LEHI HIGH SCHOOL The re-build of Lehi High will accommodate for the growth anticipated before the second high school is open in 2016. There will be an 18-room satellite on the far north end of the school property (currently parking) ready for 2013-14, paid for by bond funds. The next project planned will be a three-story brick and mortar addition of 12-16 classrooms to be built at the southwest end of the school, projected to be paid from district funds. Future plans include an auditorium, also three-story, that would be an anchor for the school, and built dependending on funding.


SCHOOL SECURITY  I have had many, many emails and letters about school security, as the shootings in Connecticut before Christmas have left us all more aware. The District has a safety committee that is reviewing a plethora of issues and has already directed some changes. It just wouldn’t make sense to list what they are doing and point out to the whole world (well, at least you, Dear Reader) any weaknesses. But all safety systems are being examined and 

USBA CONFERENCE   Alpine Board of Education members attended a two-day conference at the Little America Jan. 11-12. There were classes and training, including one very well-attended presentation on finances by ASD Financial Officer Rob Smith, displays and exhibits, discussion by and with legislators, and way too much to eat (burp).

BUS BARN IN SARATOGA SPRINGS Plans are moving forward for the bus barn on the northeast corner of the ASD property anchored by Westlake High, with a berm and landscaping to screen the buses. Housing the 100+ buses that serve Saratoga Springs and Eagle Mountain should save money for the District (and the taxpayer).  The Herald article mentioning natural gas facilities is a little premature, but we are discussing the option. There is natural gas available at the old bus barn in Lindon as a courtesy to the area, as ASD buses do not use natural gas.

TEXT BOOK SELECTION I have been asked about the selection of texts, especially history books, as patrons have become aware of the possibility of choices they feel may not be appropriate. Let me explain: classroom books are not only a school level decision, but a teacher choice. True, there is a list of approved materials at the state level, but the truth is teachers are in charge. When I taught social studies, as an adjunct to my English classes (a wonderful combination!) I cobbled together my curriculum from a variety of sources (all hail the copy machine!) and only have a vague recollection of texts available.

That being said, the question should be raised at the classroom level. If this is your child, it’s pretty easy to talk to the teacher. But if you do not have a direct connection, all patrons have a right to ask (politely) school personnel what resources are being used. Just stop by any ASD school and make a request.

SNOW DAYS We certainly have had some weather! When the snows hit, you can find out about closures at the ASD website by 6:30 a.m. and it will also be posted on Facebook and Twitter.

I had my own blizzard (small) of emails and phone calls last week from parents who did not agree with the District decision to hold school. I have passed on these comments to the decision-makers, and realize the quandary.
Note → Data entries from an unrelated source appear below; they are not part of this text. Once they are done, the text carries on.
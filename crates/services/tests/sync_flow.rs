use std::collections::BTreeMap;
use std::sync::{Arc, Mutex};
use std::time::Duration;

use async_trait::async_trait;
use chrono::{DateTime, Utc};
use course_core::model::{
    ClientId, ConflictStrategy, CourseOutline, DayId, DayProgress, SyncAction, SyncQueueEntry,
    SyncableRecord,
};
use course_core::time::{fixed_clock, fixed_now};
use services::remote::{PushResponse, RemoteError, RemoteProgress, RemoteRecord};
use services::{ProgressService, SyncConfig, SyncEngine, SyncError, SyncOptions};
use storage::Storage;

fn day(n: u8) -> DayId {
    DayId::new(n).unwrap()
}

fn dirty_record(n: u8, sections: &[&str]) -> SyncableRecord {
    let now = fixed_now();
    let mut progress = DayProgress::new(day(n), now);
    for section in sections {
        progress.set_section(section, true, 3, now);
    }
    SyncableRecord::new_dirty(progress, ClientId::new("device-a"))
}

fn remote_record(n: u8, sections: &[&str], version: i64, updated_at: DateTime<Utc>) -> RemoteRecord {
    RemoteRecord {
        day_id: n,
        completed_sections: sections.iter().map(|s| (*s).to_owned()).collect(),
        completed_slides: Vec::new(),
        quiz_scores: BTreeMap::new(),
        current_slide: 0,
        is_completed: false,
        completed_at: None,
        updated_at,
        sync_version: version,
        client_id: Some("device-b".to_owned()),
    }
}

#[derive(Default)]
struct FakeState {
    records: BTreeMap<u8, RemoteRecord>,
    push_calls: u32,
    fetch_calls: u32,
    last_since: Option<Option<DateTime<Utc>>>,
    fail_pushes: u32,
    unauthorized: bool,
    accept_pushes: bool,
    next_version: i64,
}

/// Scripted in-memory stand-in for the hosted progress service.
#[derive(Default)]
struct FakeRemote {
    state: Mutex<FakeState>,
    push_delay: Option<Duration>,
}

impl FakeRemote {
    fn new() -> Self {
        Self {
            state: Mutex::new(FakeState {
                accept_pushes: true,
                ..FakeState::default()
            }),
            push_delay: None,
        }
    }

    fn seed(&self, record: RemoteRecord) {
        let mut state = self.state.lock().unwrap();
        state.next_version = state.next_version.max(record.sync_version);
        state.records.insert(record.day_id, record);
    }

    fn push_calls(&self) -> u32 {
        self.state.lock().unwrap().push_calls
    }

    fn last_since(&self) -> Option<Option<DateTime<Utc>>> {
        self.state.lock().unwrap().last_since
    }
}

#[async_trait]
impl RemoteProgress for FakeRemote {
    async fn fetch_updated_since(
        &self,
        since: Option<DateTime<Utc>>,
    ) -> Result<Vec<RemoteRecord>, RemoteError> {
        let mut state = self.state.lock().unwrap();
        state.fetch_calls += 1;
        state.last_since = Some(since);
        Ok(state
            .records
            .values()
            .filter(|r| since.is_none_or(|cutoff| r.updated_at > cutoff))
            .cloned()
            .collect())
    }

    async fn push_batch(
        &self,
        records: &[RemoteRecord],
        _strategy: ConflictStrategy,
    ) -> Result<PushResponse, RemoteError> {
        if let Some(delay) = self.push_delay {
            tokio::time::sleep(delay).await;
        }
        let mut state = self.state.lock().unwrap();
        state.push_calls += 1;
        if state.unauthorized {
            return Err(RemoteError::Unauthorized);
        }
        if state.fail_pushes > 0 {
            state.fail_pushes -= 1;
            return Err(RemoteError::Timeout);
        }
        if !state.accept_pushes {
            return Ok(PushResponse::default());
        }

        let mut echoed = Vec::new();
        for record in records {
            state.next_version += 1;
            let mut stored = record.clone();
            stored.sync_version = state.next_version;
            state.records.insert(stored.day_id, stored.clone());
            echoed.push(stored);
        }
        Ok(PushResponse {
            records: echoed,
            conflicts: Vec::new(),
        })
    }
}

fn test_config() -> SyncConfig {
    SyncConfig {
        base_delay: Duration::from_millis(10),
        ..SyncConfig::default()
    }
}

fn engine(storage: &Storage, remote: Arc<FakeRemote>) -> SyncEngine {
    let engine = SyncEngine::new(
        storage.clone(),
        remote,
        CourseOutline::uniform(3),
        test_config(),
    )
    .with_clock(fixed_clock());
    engine.set_authenticated(true);
    engine
}

#[tokio::test]
async fn successful_sync_clears_dirty_flags_and_bumps_version() {
    let storage = Storage::in_memory();
    storage.progress.put_day(&dirty_record(1, &["s1"])).await.unwrap();
    let remote = Arc::new(FakeRemote::new());
    let engine = engine(&storage, remote.clone());

    let report = engine.sync(SyncOptions::default()).await.unwrap();
    assert_eq!(report.pushed, 1);
    assert_eq!(remote.push_calls(), 1);

    let stored = storage.progress.get_day(day(1)).await.unwrap().unwrap();
    assert!(!stored.dirty);
    assert!(stored.sync_version > 0);
    assert!(storage.session.last_sync_at().await.unwrap().is_some());
}

#[tokio::test]
async fn transient_failures_are_retried_until_success() {
    let storage = Storage::in_memory();
    storage.progress.put_day(&dirty_record(1, &["s1"])).await.unwrap();
    let entry = SyncQueueEntry::new(SyncAction::SectionUpdate, day(1), fixed_now());
    storage.queue.enqueue(&entry).await.unwrap();

    let remote = Arc::new(FakeRemote::new());
    remote.state.lock().unwrap().fail_pushes = 2;
    let engine = engine(&storage, remote.clone());

    engine.sync(SyncOptions::default()).await.unwrap();
    assert_eq!(remote.push_calls(), 3);
    // The entry was consumed by the successful pass after two retry bumps.
    assert!(storage.queue.pending().await.unwrap().is_empty());
    assert!(!storage.progress.get_day(day(1)).await.unwrap().unwrap().dirty);
}

#[tokio::test]
async fn exhausted_retries_keep_records_dirty() {
    let storage = Storage::in_memory();
    storage.progress.put_day(&dirty_record(1, &["s1"])).await.unwrap();
    let remote = Arc::new(FakeRemote::new());
    remote.state.lock().unwrap().fail_pushes = 10;
    let engine = engine(&storage, remote.clone());

    let err = engine.sync(SyncOptions::default()).await.unwrap_err();
    assert!(matches!(err, SyncError::Timeout));
    assert_eq!(remote.push_calls(), 3);
    assert!(storage.progress.get_day(day(1)).await.unwrap().unwrap().dirty);
}

#[tokio::test]
async fn offline_engine_fails_fast_without_touching_remote() {
    let storage = Storage::in_memory();
    storage.progress.put_day(&dirty_record(1, &["s1"])).await.unwrap();
    let remote = Arc::new(FakeRemote::new());
    let engine = engine(&storage, remote.clone());
    engine.set_online(false);

    let err = engine.sync(SyncOptions::default()).await.unwrap_err();
    assert!(matches!(err, SyncError::Offline));
    assert_eq!(remote.push_calls(), 0);
    assert!(storage.progress.get_day(day(1)).await.unwrap().unwrap().dirty);
}

#[tokio::test]
async fn signed_out_engine_refuses_to_sync() {
    let storage = Storage::in_memory();
    let remote = Arc::new(FakeRemote::new());
    let engine = engine(&storage, remote);
    engine.set_authenticated(false);

    let err = engine.sync(SyncOptions::default()).await.unwrap_err();
    assert!(matches!(err, SyncError::NotAuthenticated));
}

#[tokio::test]
async fn concurrent_sync_calls_run_at_most_one_pass() {
    let storage = Storage::in_memory();
    storage.progress.put_day(&dirty_record(1, &["s1"])).await.unwrap();
    let remote = Arc::new(FakeRemote {
        state: Mutex::new(FakeState {
            accept_pushes: true,
            ..FakeState::default()
        }),
        push_delay: Some(Duration::from_millis(100)),
    });
    let engine = Arc::new(engine(&storage, remote.clone()));

    let (first, second) = tokio::join!(
        engine.sync(SyncOptions::default()),
        engine.sync(SyncOptions::default())
    );
    let rejected = [&first, &second]
        .iter()
        .filter(|r| matches!(r, Err(SyncError::AlreadySyncing)))
        .count();
    assert_eq!(rejected, 1);
    assert!(first.is_ok() || second.is_ok());
    assert_eq!(remote.push_calls(), 1);
}

#[tokio::test]
async fn local_edit_during_push_survives_and_stays_dirty() {
    let storage = Storage::in_memory();
    storage.progress.put_day(&dirty_record(1, &["s1"])).await.unwrap();
    let remote = Arc::new(FakeRemote {
        state: Mutex::new(FakeState {
            accept_pushes: true,
            ..FakeState::default()
        }),
        push_delay: Some(Duration::from_millis(100)),
    });
    let engine = engine(&storage, remote.clone());

    // A second section lands while the push is still in flight.
    let edit_mid_push = async {
        tokio::time::sleep(Duration::from_millis(50)).await;
        storage
            .progress
            .put_day(&dirty_record(1, &["s1", "s2"]))
            .await
            .unwrap();
    };
    let (result, ()) = tokio::join!(engine.sync(SyncOptions::default()), edit_mid_push);
    result.unwrap();

    let stored = storage.progress.get_day(day(1)).await.unwrap().unwrap();
    assert!(stored.progress.has_section("s1"));
    assert!(stored.progress.has_section("s2"), "mid-push edit was lost");
    assert!(stored.dirty, "surviving edit must stay pushable");

    // The next pass pushes the surviving edit and settles clean.
    engine.sync(SyncOptions::default()).await.unwrap();
    let stored = storage.progress.get_day(day(1)).await.unwrap().unwrap();
    assert!(stored.progress.has_section("s2"));
    assert!(!stored.dirty);
    assert_eq!(remote.push_calls(), 2);
}

#[tokio::test]
async fn quiz_update_pushes_in_background_without_blocking() {
    let storage = Storage::in_memory();
    let remote = Arc::new(FakeRemote {
        state: Mutex::new(FakeState {
            accept_pushes: true,
            ..FakeState::default()
        }),
        push_delay: Some(Duration::from_millis(200)),
    });
    let engine = Arc::new(engine(&storage, remote.clone()));
    let service = ProgressService::new(storage.clone(), CourseOutline::uniform(3))
        .with_clock(fixed_clock())
        .with_sync_engine(Arc::clone(&engine));

    // The call returns once the score is persisted locally, well before
    // the slow remote finishes.
    let updated = tokio::time::timeout(
        Duration::from_millis(100),
        service.update_quiz_score(day(1), "q1", 90),
    )
    .await
    .expect("quiz update must not wait for the push")
    .unwrap();
    assert_eq!(updated.quiz_scores()["q1"].value(), 90);

    // The spawned push lands shortly after.
    for _ in 0..50 {
        if remote.push_calls() > 0 {
            break;
        }
        tokio::time::sleep(Duration::from_millis(10)).await;
    }
    assert_eq!(remote.push_calls(), 1);
}

#[tokio::test]
async fn unauthorized_response_is_not_retried() {
    let storage = Storage::in_memory();
    storage.progress.put_day(&dirty_record(1, &["s1"])).await.unwrap();
    let remote = Arc::new(FakeRemote::new());
    remote.state.lock().unwrap().unauthorized = true;
    let engine = engine(&storage, remote.clone());

    let err = engine.sync(SyncOptions::default()).await.unwrap_err();
    assert!(matches!(err, SyncError::Unauthorized));
    assert_eq!(remote.push_calls(), 1);
}

#[tokio::test]
async fn pull_merges_remote_changes_into_dirty_local_record() {
    let storage = Storage::in_memory();
    storage.progress.put_day(&dirty_record(1, &["local-1"])).await.unwrap();

    let remote = Arc::new(FakeRemote::new());
    // The remote stays silent on the push, so the local record keeps its
    // dirty flag and the pulled copy has to be merged, not adopted.
    remote.state.lock().unwrap().accept_pushes = false;
    remote.seed(remote_record(1, &["remote-1"], 5, fixed_now()));
    let engine = engine(&storage, remote);

    engine.sync(SyncOptions::default()).await.unwrap();

    let stored = storage.progress.get_day(day(1)).await.unwrap().unwrap();
    assert!(stored.progress.has_section("local-1"));
    assert!(stored.progress.has_section("remote-1"));
    assert_eq!(stored.sync_version, 5);
    // Local-only sections still need pushing.
    assert!(stored.dirty);
}

#[tokio::test]
async fn pull_inserts_days_unknown_locally() {
    let storage = Storage::in_memory();
    let remote = Arc::new(FakeRemote::new());
    remote.seed(remote_record(3, &["r1", "r2"], 4, fixed_now()));
    let engine = engine(&storage, remote);

    let report = engine.sync(SyncOptions::default()).await.unwrap();
    assert_eq!(report.pushed, 0);
    assert_eq!(report.pulled, 1);

    let stored = storage.progress.get_day(day(3)).await.unwrap().unwrap();
    assert!(!stored.dirty);
    assert_eq!(stored.sync_version, 4);
    assert_eq!(stored.progress.completion_percentage(), 67);
}

#[tokio::test]
async fn incremental_pull_uses_the_last_sync_marker() {
    let storage = Storage::in_memory();
    let remote = Arc::new(FakeRemote::new());
    let engine = engine(&storage, remote.clone());

    engine.sync(SyncOptions::default()).await.unwrap();
    assert_eq!(remote.last_since(), Some(None));

    engine.sync(SyncOptions::default()).await.unwrap();
    assert_eq!(remote.last_since(), Some(Some(fixed_now())));

    // A forced full pass ignores the marker.
    engine.sync(SyncOptions { force_full: true }).await.unwrap();
    assert_eq!(remote.last_since(), Some(None));
}

#[tokio::test]
async fn stale_queue_entries_are_reaped_after_a_pass() {
    let storage = Storage::in_memory();
    let old = SyncQueueEntry::new(
        SyncAction::SlideUpdate,
        day(2),
        fixed_now() - chrono::Duration::days(10),
    );
    storage.queue.enqueue(&old).await.unwrap();
    let remote = Arc::new(FakeRemote::new());
    let engine = engine(&storage, remote);

    engine.sync(SyncOptions::default()).await.unwrap();
    assert!(storage.queue.pending().await.unwrap().is_empty());
}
When schools are open, you kind of assume the roads must be safe, and some patrons found themselves in situations that were certainly dangerous. My route to a Board meeting that is usually 15 minutes was 50, so you have my sympathy.

But there are so many consequences to a closure, it’s a hard decision to make at 5:30 on a dark winter morning. There are people in every corner of the District reporting in, and consequences must also be considered. Parents must scramble for day care, transportation details are shuffled, and then there’s coordinating with those not in the school system. Then comes April, when we do the make-up, another set of problems.  When I was teaching, an unexpected day off just meant my lesson plans were scrambled (and I usually did school work that day anyway) and I would have to change or cancel any plans I had for spring break, knowing I would be teaching to very small classes.

For the future, I would suggest the old nurse’s slogan: if in doubt, keep ‘em out. Of course there are consequences to that choice to, but another cliché, Safety First. Teachers should be pretty flexible with students who miss.